Keras-NASNet icon indicating copy to clipboard operation
Keras-NASNet copied to clipboard

Network is not learning :(

Open Rabia-Metis opened this issue 7 years ago • 31 comments

Thanks for the amazing work I am having issue regarding network learning. My NASNet model ain't learning. Training accuracy is improving but validation accuracy isn't changing and stuck at 0.4194. Training data=600 imgs, testing data=62 imgs Image shape= (224,224,3) Epochs=10-15

image

Rabia-Metis avatar Dec 25 '17 12:12 Rabia-Metis

Have you tried a simpler model and seen if it is able to learn on your dataset ? Are the train and validation images from the same datasets ?

titu1994 avatar Dec 25 '17 16:12 titu1994

Yes, I have tried Resnet-152, SEnet and achieved average accuracy above 80% Yes, both are from the same dataset

Rabia-Metis avatar Dec 26 '17 08:12 Rabia-Metis

Interesting. What type if preprocessing are you using ? Mean std or -1 to 1? Also, are you using regularization default value? Try setting it to 0

titu1994 avatar Dec 26 '17 10:12 titu1994

I tried with (subtracting mean and dividing by SD) and without pre-processing both. I also tried setting weight_decay=0 as you said but it's not making any difference:

model = NASNet(classes=2,input_shape=(224, 224, 3), weights=None, penultimate_filters=4032, nb_blocks=6,use_auxiliary_branch=True, skip_reduction=False, weight_decay=0)

You can view the logs here https://www.floydhub.com/ptanikon2/projects/n-net/3

Rabia-Metis avatar Dec 26 '17 14:12 Rabia-Metis

Why not try fine tuning one of the pre trained NASNet blocks rather than train from scratch? Since you seem to have significant computation available, I suggest using NASNet Mobile as a base and add on the layers to make your final classifier.

titu1994 avatar Dec 26 '17 14:12 titu1994

Also, use the -1 to 1 preprocessing for NASNets, and especially when using pretrained weights for fine-tuning.

titu1994 avatar Dec 26 '17 14:12 titu1994

Okay but weights are not available for NASNET_LARGE_WEIGHT_PATH_WITH_auxiliary_NO_TOP = "https://github.com/titu1994/Keras-NASNet/releases/download/v1.1/NASNet-auxiliary-large-no-top.h5" And when I don't use auxiliary branch and use NASNet-large-no-top.h5 it gives me the following error:

image

Rabia-Metis avatar Dec 27 '17 07:12 Rabia-Metis

Use NASNet Mobile, not large. Weights for all models are available. Refer to Keras blogpost on Fine-tuning to see how to use no-top models for training.

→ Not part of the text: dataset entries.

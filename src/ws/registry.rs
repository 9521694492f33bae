use std::collections::HashMap;
use std::path::PathBuf;
use std::sync::Mutex;

use tracing::info;

use crate::db::DocumentStore;

use super::hub::{Hub, HubHandle, HubSettings};

/// Longest accepted room identifier.
pub const MAX_ROOM_ID_LEN: usize = 128;

#[derive(Debug, thiserror::Error, PartialEq, Eq)]
#[error("Invalid room id '{0}'")]
pub struct InvalidRoomId(pub String);

/// Room ids double as file names, so only `[A-Za-z0-9_-]` is accepted.
pub fn validate_room_id(room_id: &str) -> Result<(), InvalidRoomId> {
    let ok = !room_id.is_empty()
        && room_id.len() <= MAX_ROOM_ID_LEN
        && room_id
            .chars()
            .all(|c| c.is_ascii_alphanumeric() || c == '-' || c == '_');
    if ok {
        Ok(())
    } else {
        Err(InvalidRoomId(room_id.to_string()))
    }
}

/// Maps each room to its own hub and document store.
#[derive(Debug)]
pub struct HubRegistry {
    data_dir: PathBuf,
    settings: HubSettings,
    hubs: Mutex<HashMap<String, HubHandle>>,
}

impl HubRegistry {
    pub fn new(data_dir: impl Into<PathBuf>, settings: HubSettings) -> Self {
        Self {
            data_dir: data_dir.into(),
            settings,
            hubs: Mutex::new(HashMap::new()),
        }
    }

    /// The store backing `room_id`, whether or not its hub is running.
    pub fn store_for(&self, room_id: &str) -> Result<DocumentStore, InvalidRoomId> {
        validate_room_id(room_id)?;
        Ok(DocumentStore::new(self.data_dir.join(format!("{room_id}.txt"))))
    }

    /// The running hub for `room_id`, starting it on first use.
    pub fn get_or_open(&self, room_id: &str) -> Result<HubHandle, InvalidRoomId> {
        let store = self.store_for(room_id)?;
        let mut hubs = self.hubs.lock().unwrap_or_else(|poisoned| poisoned.into_inner());
        if let Some(hub) = hubs.get(room_id) {
            return Ok(hub.clone());
        }

        info!(room = %room_id, path = %store.path().display(), "Opening room");
        let hub = Hub::spawn(room_id, store, &self.settings);
        hubs.insert(room_id.to_string(), hub.clone());
        Ok(hub)
    }

    /// Handles of every open room
    pub fn rooms(&self) -> Vec<HubHandle> {
        let hubs = self.hubs.lock().unwrap_or_else(|poisoned| poisoned.into_inner());
        hubs.values().cloned().collect()
    }
}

titu1994 avatar Dec 27 '17 08:12 titu1994

I have tried NASNet mobile but its results are also not good (attached). Kindly suggest what else I can try? Secondly there is a typo in auxiliary weights path due to which weights were not loading earlier. Change 'auxiliary' to 'auxilary' in weights path.

image

Rabia-Metis avatar Jan 17 '18 11:01 Rabia-Metis

Did you find solution for you problem? I've encountered a similar problem and here is my post on stackoverflow

maystroh avatar Jan 23 '18 10:01 maystroh

@maystroh No, not yet. Let me know too if you find any solution

Rabia-Metis avatar Jan 25 '18 18:01 Rabia-Metis

Have you tried training it with the auxiliary loss for both the mobile and large models ? It is a strong regularizer which is required for training NASNet-A Model from scratch (not as important when just fine-tuning the Dense layers that you add).

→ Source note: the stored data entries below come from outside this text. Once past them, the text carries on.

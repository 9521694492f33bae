use std::collections::BTreeSet;
use std::sync::{Mutex, OnceLock};

use axum::{extract::State, Json};
use sysinfo::System;
use tracing::{info, warn};

use crate::models::{DiagnosticsResponse, RoomDiagnostics};
use crate::AppState;

static SYSTEM_MONITOR: OnceLock<Mutex<System>> = OnceLock::new();

/// Open rooms, live connections and process-wide resource figures
pub async fn diagnostics(State(state): State<AppState>) -> Json<DiagnosticsResponse> {
    let mut rooms = Vec::new();
    let mut online = BTreeSet::new();
    let mut n_conn: u32 = 0;

    for hub in state.registry.rooms() {
        match hub.snapshot().await {
            Ok(snapshot) => {
                n_conn += snapshot.members as u32;
                online.extend(snapshot.users.iter().cloned());
                rooms.push(RoomDiagnostics {
                    room_id: snapshot.room_id,
                    n_conn: snapshot.members as u32,
                    users: snapshot.users,
                    font_size: snapshot.font_size,
                    text_len: snapshot.text_len as u64,
                });
            }
            Err(e) => warn!("Skipping room in diagnostics: {}", e),
        }
    }
    rooms.sort_by(|a, b| a.room_id.cmp(&b.room_id));

    // System stats
    let (cpu_usage, memory_alloc, memory_free, memory_total) = {
        let sys_lock = SYSTEM_MONITOR.get_or_init(|| Mutex::new(System::new_all()));
        match sys_lock.lock() {
            Ok(mut sys) => {
                sys.refresh_cpu();
                sys.refresh_memory();
                (
                    sys.global_cpu_info().cpu_usage(),
                    sys.used_memory(),
                    sys.free_memory(),
                    sys.total_memory(),
                )
            }
            Err(_) => (0.0, 0, 0, 0),
        }
    };

    info!(
        "Diagnostics: CPU: {:.2}%, Mem: {}/{} MB (Free: {} MB), Conn: {}, Rooms: {}",
        cpu_usage,
        memory_alloc / 1024 / 1024,
        memory_total / 1024 / 1024,
        memory_free / 1024 / 1024,
        n_conn,
        rooms.len()
    );

    Json(DiagnosticsResponse {
        n_rooms: rooms.len() as u32,
        n_conn,
        n_users: online.len() as u32,
        rooms,
        cpu_usage,
        memory_alloc,
        memory_total,
        memory_free,
    })
}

titu1994 avatar Jan 25 '18 18:01 titu1994

Yes @titu1994 , I have tried auxiliary branch with both but it's also not making any difference

Rabia-Metis avatar Jan 31 '18 18:01 Rabia-Metis

I don't really have an answer then. It's either a problem with the regularizer strength, or with the auxiliary branch not working, or perhaps the model is too large so it's overfitting or something.

The fact that the mobile version doesnt do better either points to some other problem than the above though. Can you give more information of what the dataset is about, number of samples, size of images, task that you are performing (classification or regression or boundary box regression), and more information.

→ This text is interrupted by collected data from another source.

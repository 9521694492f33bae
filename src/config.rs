use serde::{Deserialize, Serialize};
use std::path::PathBuf;
use std::time::Duration;
use tracing::{error, info, warn};

/// Signing secret used when `JWT_SECRET` is not set. Never acceptable in production.
pub const FALLBACK_JWT_SECRET: &str = "my_secret_key";

/// Smallest outbound queue that still fits the three greeting messages plus a roster update.
pub const MIN_QUEUE_CAPACITY: usize = 8;

/// Application configuration
#[derive(Debug, Clone, Deserialize, Serialize)]
pub struct Config {
    /// Server host address
    #[serde(default = "default_host")]
    pub host: String,

    /// Server port
    #[serde(default = "default_port")]
    pub server_port: u16,

    /// Environment (dev, staging, prod)
    #[serde(default = "default_environment")]
    pub environment: String,

    /// CORS allowed origins, comma separated
    pub cors_origins: Option<String>,

    /// Log level
    #[serde(default = "default_log_level")]
    pub log_level: String,

    /// JWT secret key, also the root of the session cookie key
    #[serde(default = "default_jwt_secret")]
    pub jwt_secret: String,

    /// Directory holding one snapshot file per room
    #[serde(default = "default_data_path")]
    pub data_path: PathBuf,

    /// Directory with optional `index.html` / `editor.html` overrides
    #[serde(default = "default_static_dir")]
    pub static_dir: PathBuf,

    /// Capacity of each connection's outbound queue
    #[serde(default = "default_queue_capacity")]
    pub queue_capacity: usize,

    /// Capacity of each hub's event channel
    #[serde(default = "default_hub_event_capacity")]
    pub hub_event_capacity: usize,

    /// Font size announced by a freshly created hub
    #[serde(default = "default_font_size")]
    pub default_font_size: i64,

    /// Seconds between server pings on an idle connection
    #[serde(default = "default_ping_interval_secs")]
    pub ping_interval_secs: u64,

    /// Seconds without any inbound frame before a connection is dropped
    #[serde(default = "default_idle_timeout_secs")]
    pub idle_timeout_secs: u64,

    /// Largest inbound WebSocket message accepted
    #[serde(default = "default_max_message_bytes")]
    pub max_message_bytes: usize,
}

impl Config {
    /// Load configuration from environment variables or app.env file
    pub fn load() -> Result<Self, ConfigError> {
        Self::load_env_files();

        match envy::from_env::<Config>() {
            Ok(config) => {
                config.validate()?;
                info!("✅ Configuration loaded successfully");
                Ok(config)
            }
            Err(e) => {
                error!("❌ Failed to load configuration: {}", e);
                Err(ConfigError::EnvError(e))
            }
        }
    }

    /// Merge app.env (or .env) into the process environment; existing variables win.
    pub fn load_env_files() {
        // Try to load from app.env file first
        if std::path::Path::new("app.env").exists() {
            dotenvy::from_filename("app.env").ok();
        } else {
            // Fallback to .env file
            dotenvy::dotenv().ok();
        }
    }

    /// Build a configuration from explicit key/value pairs, the same way `load` reads the environment.
    pub fn from_pairs<I>(pairs: I) -> Result<Self, ConfigError>
    where
        I: IntoIterator<Item = (String, String)>,
    {
        let config = envy::from_iter::<_, Config>(pairs).map_err(ConfigError::EnvError)?;
        config.validate()?;
        Ok(config)
    }

    /// Reject settings the hub cannot run with.
    pub fn validate(&self) -> Result<(), ConfigError> {
        if self.queue_capacity < MIN_QUEUE_CAPACITY {
            return Err(ConfigError::Invalid(format!(
                "QUEUE_CAPACITY must be at least {}, got {}",
                MIN_QUEUE_CAPACITY, self.queue_capacity
            )));
        }
        if self.hub_event_capacity == 0 {
            return Err(ConfigError::Invalid("HUB_EVENT_CAPACITY must be positive".to_string()));
        }
        if self.ping_interval_secs == 0 || self.idle_timeout_secs <= self.ping_interval_secs {
            return Err(ConfigError::Invalid(format!(
                "IDLE_TIMEOUT_SECS ({}) must exceed a non-zero PING_INTERVAL_SECS ({})",
                self.idle_timeout_secs, self.ping_interval_secs
            )));
        }
        if self.jwt_secret.is_empty() {
            return Err(ConfigError::Invalid("JWT_SECRET must not be empty".to_string()));
        }
        Ok(())
    }

    /// The fallback secret is a deployment hazard: warn everywhere, refuse in production.
    pub fn check_secret(&self) -> Result<(), ConfigError> {
        if self.jwt_secret != FALLBACK_JWT_SECRET {
            return Ok(());
        }
        if self.is_production() {
            return Err(ConfigError::Invalid(
                "JWT_SECRET must be set explicitly in production".to_string(),
            ));
        }
        warn!("JWT_SECRET is not set, using the built-in fallback secret");
        Ok(())
    }

    /// Get the full server address
    pub fn server_address(&self) -> String {
        format!("{}:{}", self.host, self.server_port)
    }

    pub fn ping_interval(&self) -> Duration {
        Duration::from_secs(self.ping_interval_secs)
    }

    pub fn idle_timeout(&self) -> Duration {
        Duration::from_secs(self.idle_timeout_secs)
    }

    /// Parsed list of CORS origins, empty when unset
    pub fn cors_origin_list(&self) -> Vec<String> {
        self.cors_origins
            .as_deref()
            .map(|origins| {
                origins
                    .split(',')
                    .map(str::trim)
                    .filter(|o| !o.is_empty())
                    .map(str::to_string)
                    .collect()
            })
            .unwrap_or_default()
    }

    /// Check if running in production mode
    pub fn is_production(&self) -> bool {
        is_production_name(&self.environment)
    }

    /// Settle the configuration to start with.
    ///
    /// A failed load falls back to defaults, unless `raw_environment` names
    /// production: defaults would swap in the public fallback secret there.
    /// The secret check runs on whatever configuration survives.
    pub fn resolve(
        loaded: Result<Config, ConfigError>,
        raw_environment: Option<&str>,
    ) -> Result<Config, ConfigError> {
        let config = match loaded {
            Ok(config) => config,
            Err(e) if raw_environment.is_some_and(is_production_name) => return Err(e),
            Err(e) => {
                warn!("Using default configuration after load failure: {}", e);
                Config::default()
            }
        };
        config.check_secret()?;
        Ok(config)
    }
}

fn is_production_name(environment: &str) -> bool {
    let environment = environment.to_lowercase();
    environment == "prod" || environment == "production"
}

impl Default for Config {
    fn default() -> Self {
        Self {
            host: default_host(),
            server_port: default_port(),
            environment: default_environment(),
            cors_origins: None,
            log_level: default_log_level(),
            jwt_secret: default_jwt_secret(),
            data_path: default_data_path(),
            static_dir: default_static_dir(),
            queue_capacity: default_queue_capacity(),
            hub_event_capacity: default_hub_event_capacity(),
            default_font_size: default_font_size(),
            ping_interval_secs: default_ping_interval_secs(),
            idle_timeout_secs: default_idle_timeout_secs(),
            max_message_bytes: default_max_message_bytes(),
        }
    }
}

#[derive(Debug, thiserror::Error)]
pub enum ConfigError {
    #[error("Environment variable error: {0}")]
    EnvError(envy::Error),
    #[error("Invalid configuration: {0}")]
    Invalid(String),
}

// Default value functions
fn default_host() -> String {
    "0.0.0.0".to_string()
}

fn default_port() -> u16 {
    8080
}

fn default_log_level() -> String {
    "info".to_string()
}

fn default_environment() -> String {
    "development".to_string()
}

fn default_jwt_secret() -> String {
    FALLBACK_JWT_SECRET.to_string()
}

fn default_data_path() -> PathBuf {
    PathBuf::from("./data")
}

fn default_static_dir() -> PathBuf {
    PathBuf::from("./static")
}

fn default_queue_capacity() -> usize {
    256
}

fn default_hub_event_capacity() -> usize {
    1024
}

fn default_font_size() -> i64 {
    16
}

fn default_ping_interval_secs() -> u64 {
    30
}

fn default_idle_timeout_secs() -> u64 {
    75
}

fn default_max_message_bytes() -> usize {
    1024 * 1024
}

titu1994 avatar Jan 31 '18 19:01 titu1994

@titu1994 I experienced the same issue. You can see the training history in the middle of my Jupyter notebook.

Agent007 avatar Jan 31 '18 23:01 Agent007

@Agent007 A 87 Million parameter model for a dataset of 6600 images. I would say that is cause for concern for any large model, not just NASNet. Use the NASNet Mobile version and see if that reduces the error rate.

With your validation and test set scores being so low compared to training, I think there is something wrong with the data itself.

In cases from this thread, the discrepancy isn't that vast. The reduced performance is a concern, but your case is different.

titu1994 avatar Jan 31 '18 23:01 titu1994

My network learned from data. I used CIFAR 768 model but

  1. It takes 5 minutes per epoch to train on a P600
  2. My results were no where near those reported in the paper. I got about 92.7% on the test set...wonder why there would be such a dramatic difference.

pGit1 avatar Feb 14 '18 18:02 pGit1

I was reading through the paper again. They used a lots of tricks to get such high performance. Just skimming through a few :

  • Use Cut-out regularization for Cifar
  • Use DropPath regularization
  • Use auxiliary branch
  • Resize CIFAR to 40x40 and then take random crops
  • Cosine Annealing learning rate (though I think this was only during architecture search)
  • maybe something else i missed.

I think the two major regularizers are the DropPath and the auxiliary branch. Auxiliary branches are significant regularizers and you don't usually place such a weird branch to a model unless it somewhat significantly impacts the learning process.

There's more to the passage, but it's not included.